This tool may be overused. LEFT JOIN consumes a lot of resources because they contain data that matches NULL data. In some cases, this is inevitable, but the consideration may be very high. Left Join consumes more resources than Inner Join, so if you can rewrite queries so that the query does not use any Left Join, a very considerable return is available (see Figure 1).
Figure 1 query
A technique accelerating using the Query speed of Left Join involves creating a Table data type, inserting all rows in the first table (left on the left side of the left), then update the Table data type using the value in the second table. This technology is a two-step process, but it saves a lot of time compared to standard Left Join. A good rule is to try a variety of different technologies and record the time required for each technology until you have the best performance for your application's execution performance.
When testing the speed of the query, it is necessary to run this query multiple times and then take an average.
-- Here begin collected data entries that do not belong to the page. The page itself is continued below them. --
#[cfg(test)]
mod tests {
    use super::*;
    use std::f32::consts::FRAC_PI_2;
    use wraith_shared::{TextAlignment, ViewTransform};

    #[derive(Clone, Debug)]
    struct TestHost;

    impl HostTypes for TestHost {
        type Viewer = u32;
        type World = &'static str;
        type BlockState = String;
        type ItemStack = String;
        type Text = String;
    }

    fn anchor(x: f64, y: f64, z: f64) -> Location<&'static str> {
        Location::new("world", DVec3::new(x, y, z))
    }

    fn text_model() -> Model<TestHost> {
        Model::text(anchor(0.0, 0.0, 0.0), "hello".to_string())
    }

    #[test]
    fn test_fresh_model_defaults() {
        let model: Model<TestHost> = Model::block(anchor(1.0, 2.0, 3.0), String::new());
        assert!(!model.is_spawned());
        assert!(!model.is_dirty());
        assert_eq!(model.view_range(), 1.0);
        assert_eq!(model.shadow(), Shadow::default());
        assert_eq!(model.culling(), Culling::default());
        assert_eq!(model.billboard(), Billboard::Fixed);
        assert_eq!(model.brightness(), None);
        assert!(!model.is_glowing());
        assert_eq!(model.interpolation(), Interpolation::NONE);
        assert_eq!(model.absolute_position(), DVec3::new(1.0, 2.0, 3.0));
    }

    #[test]
    fn test_setters_mark_dirty_even_when_unchanged() {
        let mut model = text_model();
        model.set_view_range(1.0);
        assert!(model.dirty().contains(PropertyId::ViewRange));
        model.set_culling_height(0.0);
        assert!(model.dirty().contains(PropertyId::CullingHeight));
    }

    #[test]
    fn test_brightness_out_of_range_keeps_previous() {
        let mut model = text_model();
        model.set_brightness(Some(Brightness::new(3, 4).unwrap()));
        model.take_dirty();

        for bad in [-1, 16, 255] {
            assert!(matches!(
                model.set_block_light(bad),
                Err(WraithError::InvalidArgument { .. })
            ));
            assert!(model.set_sky_light(bad).is_err());
        }
        assert_eq!(model.brightness(), Some(Brightness::new(3, 4).unwrap()));
        assert!(!model.is_dirty());
    }

    #[test]
    fn test_single_light_channel_starts_from_zero() {
        let mut model = text_model();
        model.set_sky_light(9).unwrap();
        assert_eq!(model.brightness(), Some(Brightness::new(0, 9).unwrap()));
    }

    #[test]
    fn test_teleport_duration_range() {
        let mut model = text_model();
        model.set_teleport_duration(59).unwrap();
        assert!(model.set_teleport_duration(60).is_err());
        assert!(model.set_teleport_duration(-1).is_err());
        assert_eq!(model.interpolation().teleport(), 59);
    }

    #[test]
    fn test_shadow_radius_range() {
        let mut model = text_model();
        model.set_shadow_radius(10.0).unwrap();
        model.take_dirty();
        assert!(model.set_shadow_radius(65.0).is_err());
        assert_eq!(model.shadow().radius(), 10.0);
        assert!(!model.dirty().contains(PropertyId::ShadowRadius));
    }

    #[test]
    fn test_single_field_setters_keep_siblings() {
        let mut model = text_model();
        model.set_shadow_radius(8.0).unwrap();
        model.set_teleport_duration(30).unwrap();
        model.take_dirty();

        model.set_shadow_strength(0.5).interpolate_after(3).interpolate_over(12);

        assert_eq!(model.shadow(), Shadow::new(8.0, 0.5).unwrap());
        assert_eq!(model.interpolation(), Interpolation::new(3, 12, 30).unwrap());
        let dirty: Vec<_> = model.dirty().iter().collect();
        assert_eq!(
            dirty,
            vec![
                PropertyId::ShadowStrength,
                PropertyId::InterpolationDelay,
                PropertyId::InterpolationDuration,
            ]
        );
    }

    #[test]
    fn test_edit_transform_marks_group_once() {
        let mut model = text_model();
        model.edit_transform(|t| {
            t.translate_by(1.0, 0.0, 0.0)
                .scale_uniform(2.0)
                .rotate_left_by(FRAC_PI_2, Vec3::Y);
        });
        let dirty: Vec<_> = model.dirty().iter().collect();
        assert_eq!(dirty, PropertyId::TRANSFORM.to_vec());
    }

    #[test]
    fn test_glow_marks_shared_flags() {
        let mut model = text_model();
        model.set_glow_color(Color::from_hex("#FF0000").unwrap());
        assert!(model.is_glowing());
        assert!(model.dirty().contains(PropertyId::GlowColor));
        assert!(model.dirty().contains(PropertyId::SharedFlags));
    }

    #[test]
    fn test_render_at_offsets_from_anchor() {
        let mut model: Model<TestHost> = Model::block(anchor(0.0, 5.0, 0.0), String::new());
        model.render_at(DVec3::new(10.0, 5.0, 10.0), 20);

        assert_eq!(model.relative_position(), Vec3::new(10.0, 0.0, 10.0));
        assert_eq!(model.interpolation().duration(), 20);
        assert_eq!(model.absolute_position(), DVec3::new(10.0, 5.0, 10.0));
        assert_eq!(model.anchor().position, DVec3::new(0.0, 5.0, 0.0));

        // A second move is relative to the new absolute position.
        model.render_at_with(DVec3::new(10.0, 7.0, 10.0), 5, |t| {
            t.scale_uniform(2.0);
        });
        assert_eq!(model.relative_position(), Vec3::new(10.0, 2.0, 10.0));
        assert_eq!(model.transform().scale(), Vec3::splat(2.0));
        assert_eq!(model.interpolation().duration(), 5);
    }

    #[test]
    fn test_interpolate_transform_sets_window() {
        let mut model = text_model();
        model.interpolate_transform(3, 12, |t| {
            t.translate_by(0.0, 1.0, 0.0);
        });
        assert_eq!(model.interpolation().delay(), 3);
        assert_eq!(model.interpolation().duration(), 12);
        assert!(model.dirty().contains(PropertyId::InterpolationDelay));
        assert!(model.dirty().contains(PropertyId::Translation));

        model.interpolate_transform_now(|_| {});
        assert_eq!(model.interpolation().delay(), 0);
        assert_eq!(model.interpolation().duration(), 1);
    }

    #[test]
    fn test_matrix_edits() {
        let mut model = text_model();
        model.apply_matrix(Mat4::from_translation(Vec3::new(1.0, 2.0, 3.0)));
        assert!(model
            .relative_position()
            .abs_diff_eq(Vec3::new(1.0, 2.0, 3.0), 1e-5));

        model.reset_matrix();
        assert_eq!(*model.transform(), Transform::IDENTITY);
    }

    #[test]
    fn test_text_defaults_and_opacity() {
        let mut model = text_model();
        let text = model.as_text().unwrap();
        assert_eq!(text.line_width(), 200);
        assert_eq!(text.background_color().to_argb(), 0x4000_0000);
        assert_eq!(text.text_opacity(), -1);
        assert_eq!(text.alignment(), TextAlignment::Center);
        assert_eq!(text.style_flags(), 0);

        model.text_mut().unwrap().set_text_opacity(-1);
        assert_eq!(model.as_text().unwrap().text_opacity(), -1);
        assert!(model.dirty().contains(PropertyId::TextOpacity));
    }

    #[test]
    fn test_text_style_flags() {
        let mut model = text_model();
        model
            .text_mut()
            .unwrap()
            .set_shadow(true)
            .set_see_through(true)
            .set_alignment(TextAlignment::Right);
        assert_eq!(model.as_text().unwrap().style_flags(), 0x01 | 0x02 | 0x10);
    }

    #[test]
    fn test_wrong_variant_editor() {
        let mut model = text_model();
        assert!(matches!(
            model.block_mut(),
            Err(WraithError::PreconditionViolation(_))
        ));
        assert!(model.item_mut().is_err());
        assert!(model.text_mut().is_ok());
    }

    #[test]
    fn test_item_view_shortcuts() {
        let mut model: Model<TestHost> = Model::item(anchor(0.0, 0.0, 0.0), "diamond".into());
        assert_eq!(
            model.as_item().unwrap().view_transform(),
            ViewTransform::None
        );
        model.item_mut().unwrap().head_view();
        assert_eq!(
            model.as_item().unwrap().view_transform(),
            ViewTransform::Head
        );
        assert!(model.dirty().contains(PropertyId::ItemView));
    }

    #[test]
    fn test_entity_id_assigned_once() {
        let mut model = text_model();
        assert!(model.assign_entity_id(EntityId::UNSET).is_err());
        model.assign_entity_id(EntityId(7)).unwrap();
        assert!(model.is_spawned());
        assert!(matches!(
            model.assign_entity_id(EntityId(8)),
            Err(WraithError::PreconditionViolation(_))
        ));
        assert_eq!(model.entity_id(), EntityId(7));
    }
}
Because the query (or stored procedure) may be stored in the process cache in SQL Server memory, the first attempt time is like a slight longer, while all subsequent attempts spend shorter time. Also, when you run your query, you may be in touch with the same table. When other queries lock and unlock these tables, you may cause your query to wait. For example, if you update the data in this table, your query may take longer when you update your query. The easiest way to avoid speed reduction when using Left Join is to design the database as much as possible around them. For example, suppose that a product may have a category or there is no category. If the Products table stores its category ID, without the category of a particular product, you can store NULL values in the field. You must then perform Left Join to get all products and their categories. You can create a category that is "No Category", which specifies that the foreign key relationship does not allow NULL values. By performing the above, you can now retrieve all products and categories using Inner Join. Although this seems to be a variable method with excess data, it may be a very valuable technology because it eliminates Left Join that consumes more resources in the SQL batch statement. All in the database can save you a lot of processing time for you. Keep in mind that for your users, even if you have a few seconds, because you have many users who are accessing the same online database application, it will be very significant in these seconds.
Back to top
Flexible use of Cartesol
For this trick, I will introduce very detailed and advocate the use of Cartesol in some cases. For some reasons, Cartin Join has been condemned, and developers are usually not used to use them at all. In many cases, they consume too much resources, causing efficient use. But like any tool in SQL, if you use it correctly, they will also be valuable. For example, if you want to run a query that returns a monthly data (even if a specific month customer does not order), you can easily use the Cartesian product. The SQL in Fig. 2 performs the above operation.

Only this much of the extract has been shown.